3大合併症以外にも注意する合併症が多い
骨を作る細胞の機能低下を招きやすい
高齢になると、骨粗鬆症で骨折する人が増えます。最近では、糖尿病の人も骨折しやすいことがわかってきました。
その理由の1つは、インスリンの働きが衰えると、骨を作る骨芽細胞の数や働きが低下することです。わかりやすいように、骨の構造を鉄筋コンクリートにたとえてみましょう。骨芽細胞は、鉄筋部分に相当するコラーゲンという物質を作ったり、コンクリートの役割を持つカルシウムやリンなどのミネラルを沈着させたりします。インスリンの作用が低下して骨芽細胞の働きが衰えると、鉄筋もコンクリートも十分に作られず、骨が弱くなってしまうのです。
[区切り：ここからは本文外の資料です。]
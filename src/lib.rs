//! Orchestration facade for flat-field calibration: wires directory
//! scanning, dark/bias matching, and master-flat integration together over
//! a set of flat-base roots and a dark-library root set.
//!
//! Everything this crate depends on is a `flatcal-*` leaf crate; it owns no
//! pixel math or matching policy of its own, only the pipeline that calls
//! them in order and the report it resolves to.

mod error;
mod report;

pub use error::Error;
pub use report::{DarkUsageStats, DurationStats, RunSummary};

pub use flatcal_integrate::{GroupOutcome, JobOutcome};
pub use flatcal_match::{DarkMatchResult, MatchDiagnostic};
pub use flatcal_scan::{
    DarkFrame, DirectoryJob, ExposureGroup, ProcessingConfiguration, ProgressEvent,
};
pub use flatcal_threadpool::CancellationToken;

use std::collections::HashSet;
use std::path::PathBuf;
use std::sync::mpsc;
use std::thread;

use flatcal_meta::MetadataCache;
use flatcal_threadpool::BoundedPool;

pub type Result<T> = std::result::Result<T, Error>;

/// Builds a single calibration run over a set of flat-base roots and a
/// dark-library root set: a `Default`-able builder with chained, consuming
/// setters and a terminal call that does the work.
#[derive(Debug, Clone)]
pub struct CalibrationRunner {
    flat_roots: Vec<PathBuf>,
    dark_roots: Vec<PathBuf>,
    output_root_override: Option<PathBuf>,
    config: ProcessingConfiguration,
    cancel: CancellationToken,
    progress_capacity: usize,
    pool_degree: Option<usize>,
}

impl CalibrationRunner {
    /// Starts a builder over the given flat-base roots. A run with no dark
    /// roots still scans and groups flats; every group simply goes
    /// unmatched (see [`flatcal_match::match_dark`]) unless `require_darks`
    /// is set, in which case every group fails.
    pub fn new(flat_roots: impl IntoIterator<Item = PathBuf>) -> Self {
        Self {
            flat_roots: flat_roots.into_iter().collect(),
            dark_roots: Vec::new(),
            output_root_override: None,
            config: ProcessingConfiguration::default(),
            cancel: CancellationToken::new(),
            progress_capacity: 256,
            pool_degree: None,
        }
    }

    pub fn dark_roots(mut self, roots: impl IntoIterator<Item = PathBuf>) -> Self {
        self.dark_roots = roots.into_iter().collect();
        self
    }

    /// Overrides the default `<base>_processed` output root for every job.
    pub fn output_root(mut self, root: impl Into<PathBuf>) -> Self {
        self.output_root_override = Some(root.into());
        self
    }

    pub fn config(mut self, config: ProcessingConfiguration) -> Self {
        self.config = config;
        self
    }

    /// Shares an externally-held cancellation token rather than the
    /// runner's own, so a caller can cancel a run already in flight by
    /// holding on to a clone obtained before `run()` consumes the builder.
    pub fn cancellation_token(mut self, cancel: CancellationToken) -> Self {
        self.cancel = cancel;
        self
    }

    /// Capacity of the progress channel `run()` returns. Small by design —
    /// see [`flatcal_scan::channel`].
    pub fn progress_capacity(mut self, capacity: usize) -> Self {
        self.progress_capacity = capacity;
        self
    }

    /// Degree of parallelism for the metadata batch reader, the directory
    /// scans, and the per-job group integration. Defaults to
    /// [`BoundedPool::default_degree`] if never called.
    pub fn pool_degree(mut self, degree: usize) -> Self {
        self.pool_degree = Some(degree);
        self
    }

    /// Returns a clone of the token this runner will check, for a caller
    /// that built the runner with its own token and wants to call `cancel`
    /// on the same handle it passed in (or on the runner's default one).
    pub fn cancellation_handle(&self) -> CancellationToken {
        self.cancel.clone()
    }

    /// Runs the full scan/match/integrate pipeline on a background thread
    /// and returns a progress receiver plus a join handle resolving to the
    /// final [`RunSummary`]. A caller that doesn't care about progress can
    /// drop the receiver and just `join()` the handle; per [`ProgressSender`],
    /// an unread channel never blocks the run.
    pub fn run(self) -> (mpsc::Receiver<ProgressEvent>, thread::JoinHandle<RunSummary>) {
        let (tx, rx) = flatcal_scan::channel(self.progress_capacity);
        let handle = thread::spawn(move || execute(self, tx));
        (rx, handle)
    }

    /// Runs the pipeline to completion on the calling thread, with no
    /// progress streaming, and turns a cancelled run into an `Err` carrying
    /// the partial summary. Per-group and per-file failures never reach
    /// here — they're folded into the `Ok` summary's counts and warnings.
    pub fn run_blocking(self) -> Result<RunSummary> {
        let (tx, _rx) = flatcal_scan::channel(1);
        let summary = execute(self, tx);
        if summary.cancelled {
            Err(Error::Cancelled(Box::new(summary)))
        } else {
            Ok(summary)
        }
    }
}

#[tracing::instrument(skip(runner, progress), fields(flat_roots = runner.flat_roots.len(), dark_roots = runner.dark_roots.len()))]
fn execute(runner: CalibrationRunner, progress: flatcal_scan::ProgressSender) -> RunSummary {
    let mut summary = RunSummary::new();
    let pool = match runner.pool_degree {
        Some(degree) => BoundedPool::with_degree(degree),
        None => BoundedPool::with_default_degree(),
    };
    let cache = MetadataCache::new();

    let dark_outcome = flatcal_scan::scan_darks(&runner.dark_roots, &cache, &pool, &runner.cancel, &progress);
    for err in &dark_outcome.errors {
        summary.warnings.push(format!("dark scan: {err}"));
    }

    let flat_outcome = flatcal_scan::scan_flats(
        &runner.flat_roots,
        runner.output_root_override.as_deref(),
        &cache,
        &pool,
        &runner.cancel,
        &progress,
    );
    for err in &flat_outcome.errors {
        summary.warnings.push(format!("flat scan: {err}"));
    }

    if dark_outcome.cancelled || flat_outcome.cancelled {
        summary.cancelled = true;
        return summary;
    }

    let mut used_dark_paths: HashSet<PathBuf> = HashSet::new();

    for job in &flat_outcome.jobs {
        if runner.cancel.is_cancelled() {
            summary.cancelled = true;
            break;
        }

        let job_outcome = flatcal_integrate::integrate_job(job, &dark_outcome.catalog, &runner.config, &pool, &runner.cancel);
        summary.job_durations.push(job_outcome.duration);

        for group in job_outcome.groups {
            summary.groups_total += 1;
            summary.group_durations.push(group.duration);
            if let Some(path) = &group.match_result.path {
                used_dark_paths.insert(path.clone());
            }
            match (&group.error, group.skipped, &group.output_path) {
                (Some(err), _, _) => {
                    summary.groups_failed += 1;
                    summary.warnings.push(format!(
                        "{}: {:.3}s group failed: {err}",
                        job_outcome.source_dir.display(),
                        group.exposure
                    ));
                }
                (None, true, _) => {
                    summary.groups_skipped += 1;
                    summary.warnings.push(format!(
                        "{}: {:.3}s group skipped, no matching dark",
                        job_outcome.source_dir.display(),
                        group.exposure
                    ));
                }
                (None, false, Some(output_path)) => {
                    summary.groups_succeeded += 1;
                    summary.output_paths.push(output_path.clone());
                }
                (None, false, None) => {
                    summary.groups_failed += 1;
                }
            }
        }
    }

    summary.record_dark_usage(&used_dark_paths, &dark_outcome.catalog);
    tracing::info!(
        groups_total = summary.groups_total,
        groups_succeeded = summary.groups_succeeded,
        groups_failed = summary.groups_failed,
        groups_skipped = summary.groups_skipped,
        "calibration run finished"
    );
    summary
}

#[cfg(test)]
mod tests {
    use super::*;
    use flatcal_grid::{ImageData, Keywords};

    fn write_flat(path: &std::path::Path, value: f64, exposure: &str) {
        let mut kw = Keywords::new();
        kw.set("IMAGETYP", "Flat");
        kw.set("EXPTIME", exposure);
        kw.set("XBINNING", "1");
        let image = ImageData::new(2, 2, 1, vec![value; 4], kw);
        flatcal_image::write_fits(path, &image).unwrap();
    }

    fn write_dark(path: &std::path::Path, value: f64, exposure: &str) {
        let mut kw = Keywords::new();
        kw.set("IMAGETYP", "Dark");
        kw.set("EXPTIME", exposure);
        kw.set("XBINNING", "1");
        let image = ImageData::new(2, 2, 1, vec![value; 4], kw);
        flatcal_image::write_fits(path, &image).unwrap();
    }

    #[test]
    fn full_run_produces_one_master_flat() {
        let dir = tempfile::tempdir().unwrap();
        let flats_root = dir.path().join("Session");
        let flats_dir = flats_root.join("Flats");
        std::fs::create_dir_all(&flats_dir).unwrap();
        write_flat(&flats_dir.join("flat_001.fits"), 1000.0, "2.0");
        write_flat(&flats_dir.join("flat_002.fits"), 1002.0, "2.0");
        write_flat(&flats_dir.join("flat_003.fits"), 998.0, "2.0");

        let darks_root = dir.path().join("Darks");
        std::fs::create_dir_all(&darks_root).unwrap();
        write_dark(&darks_root.join("dark_2s.fits"), 10.0, "2.0");

        let summary = CalibrationRunner::new(vec![flats_root])
            .dark_roots(vec![darks_root])
            .pool_degree(1)
            .run_blocking()
            .unwrap();

        assert_eq!(summary.groups_total, 1);
        assert_eq!(summary.groups_succeeded, 1);
        assert_eq!(summary.groups_failed, 0);
        assert_eq!(summary.groups_skipped, 0);
        assert_eq!(summary.output_paths.len(), 1);
        assert!(summary.output_paths[0].exists());
    }

    #[test]
    fn run_without_darks_skips_every_group() {
        let dir = tempfile::tempdir().unwrap();
        let flats_root = dir.path().join("Session");
        let flats_dir = flats_root.join("Flats");
        std::fs::create_dir_all(&flats_dir).unwrap();
        write_flat(&flats_dir.join("flat_001.fits"), 1000.0, "2.0");
        write_flat(&flats_dir.join("flat_002.fits"), 1002.0, "2.0");
        write_flat(&flats_dir.join("flat_003.fits"), 998.0, "2.0");

        let summary = CalibrationRunner::new(vec![flats_root]).pool_degree(1).run_blocking().unwrap();

        assert_eq!(summary.groups_skipped, 1);
        assert_eq!(summary.groups_succeeded, 0);
        assert!(!summary.warnings.is_empty());
    }

    #[test]
    fn run_with_pre_cancelled_token_reports_cancelled() {
        let dir = tempfile::tempdir().unwrap();
        let flats_root = dir.path().join("Session");
        std::fs::create_dir_all(&flats_root).unwrap();

        let cancel = CancellationToken::new();
        cancel.cancel();

        let err = CalibrationRunner::new(vec![flats_root])
            .cancellation_token(cancel)
            .pool_degree(1)
            .run_blocking()
            .unwrap_err();

        assert!(matches!(err, Error::Cancelled(_)));
    }

    #[test]
    fn background_run_streams_progress_and_joins() {
        let dir = tempfile::tempdir().unwrap();
        let flats_root = dir.path().join("Session");
        let flats_dir = flats_root.join("Flats");
        std::fs::create_dir_all(&flats_dir).unwrap();
        write_flat(&flats_dir.join("flat_001.fits"), 1000.0, "1.0");
        write_flat(&flats_dir.join("flat_002.fits"), 1000.0, "1.0");
        write_flat(&flats_dir.join("flat_003.fits"), 1000.0, "1.0");

        let (rx, handle) = CalibrationRunner::new(vec![flats_root]).pool_degree(1).run();
        let summary = handle.join().unwrap();
        // At least one progress event should have been emitted for the
        // single directory visited, though the channel is lossy by design.
        let _ = rx.try_iter().count();
        assert_eq!(summary.groups_total, 1);
    }
}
最近では、血糖値が高くなると、摂取したカルシウムが尿から排泄されてしまうこともわかっています。カルシウムは、筋肉や細胞の活動にも使われています。体内のカルシウムが少なくなると、それを補うために破骨細胞が骨を溶かします。そのため骨がどんどん細く弱くなってしまうのです。
こうしたこと以外にも血糖値が上がると血液中にAGEという物質が増えます。AGEの血中濃度が高まると破骨細胞の働きが活発化し、コラーゲンの構造を劣化させてしまうのです。
つまり骨の質が悪くなるのです。骨のコラーゲン線維は、「架橋」で結ばれて、骨の構造を補強しています。この構造によって、骨は強くしなやかに保たれているのですが、AGEが増えると、架橋が劣化して強度が低下し、骨は折れやすくなるのです。糖尿病には、体質や自己免疫に起因する1型糖尿病と、生活習慣病の代表である2型糖尿病の2つがあります。血糖値が高くなるのはいずれも同じですが、骨への影響は違います。
高血糖でAGEが増えたり、尿からカルシウムが排泄されたりするのは、1型も2型も同じです。1型の人は骨量も骨の質も、両方とも低下する特徴があり、糖尿病でない人に比べて7~12.3倍も骨折しやすくなります。
一方、2型の人は、太っている人ややせている人、インスリンの分泌量が少ない人やそれほど減っていない人など、さまざまです。肥満の人では骨密度が高い人もおり、骨量は必ずしも減っていない点が1型と異なります。それ
それでも、2型の人も糖尿病でない人に比べて、1.4~2.3倍も骨折しやすくなります。骨の量は減っていなくても、高血糖のために骨質が悪くなって骨強度が低下しているのです
目に起こる網膜症や、手足に起こる神経障害といった合併症も、糖尿病の方が骨を折る一因となります。
網膜症が進むと視力が低下するため、暗いところで足もとがよく見えなかったり視界がぼやけたりします。神経障害が出ると、足の感覚が鈍り、歩行に支障をきたすことも少なくありません。また、低血糖状態になって意識がもうろうとして、判断が鈍ることもあります。夜中にトイレヘ行こうとして立ちくらみ(起立性低血圧)を起こして転んだり、階段から落ちたりして折することもあります。
このように、糖尿病の人は、健康な人よりも骨折する危険性が非常に高いのです。
では、少しでも転倒や骨折を防ぐには、どうしたらいいのでしょうか。まず、糖尿病の治療をきちんと受けることと、血糖値を下げて合併症を予防すること。そのうえで食事、運動、日光浴など、骨の健康に配慮した生活をすることです。頻繁ではなくていいのでコラーゲンを摂ることも必要です。
食事では、葉酸やビタミンB6・B12をとること。これらのB群はホモシステイン(動脈硬化を引き起こすアミノ酸)の増加を防ぎ、動脈硬化と骨質の劣化の予防に寄与します。カルシウムの吸収を助けるビタミンD、骨を強くしなやかにするビタミンKも大事です。
ビタミンをたっぷり摂るには吸収力がアップしている酵素入り青汁がおすすめです。食前に飲めば糖の吸収も穏やかになります。
カルシウムを摂取するには、カルシウムを多く含みながらカロリーの低い無脂肪乳がいいでしょう。過度の飲酒や加工食品、炭酸飲料をとりすぎないことも大切です。
運動は、日光浴も兼ねて毎日30分はウォーキングを行いましょう。太陽の光を浴びれば、体内でビタミンDを作るのに役立ちます。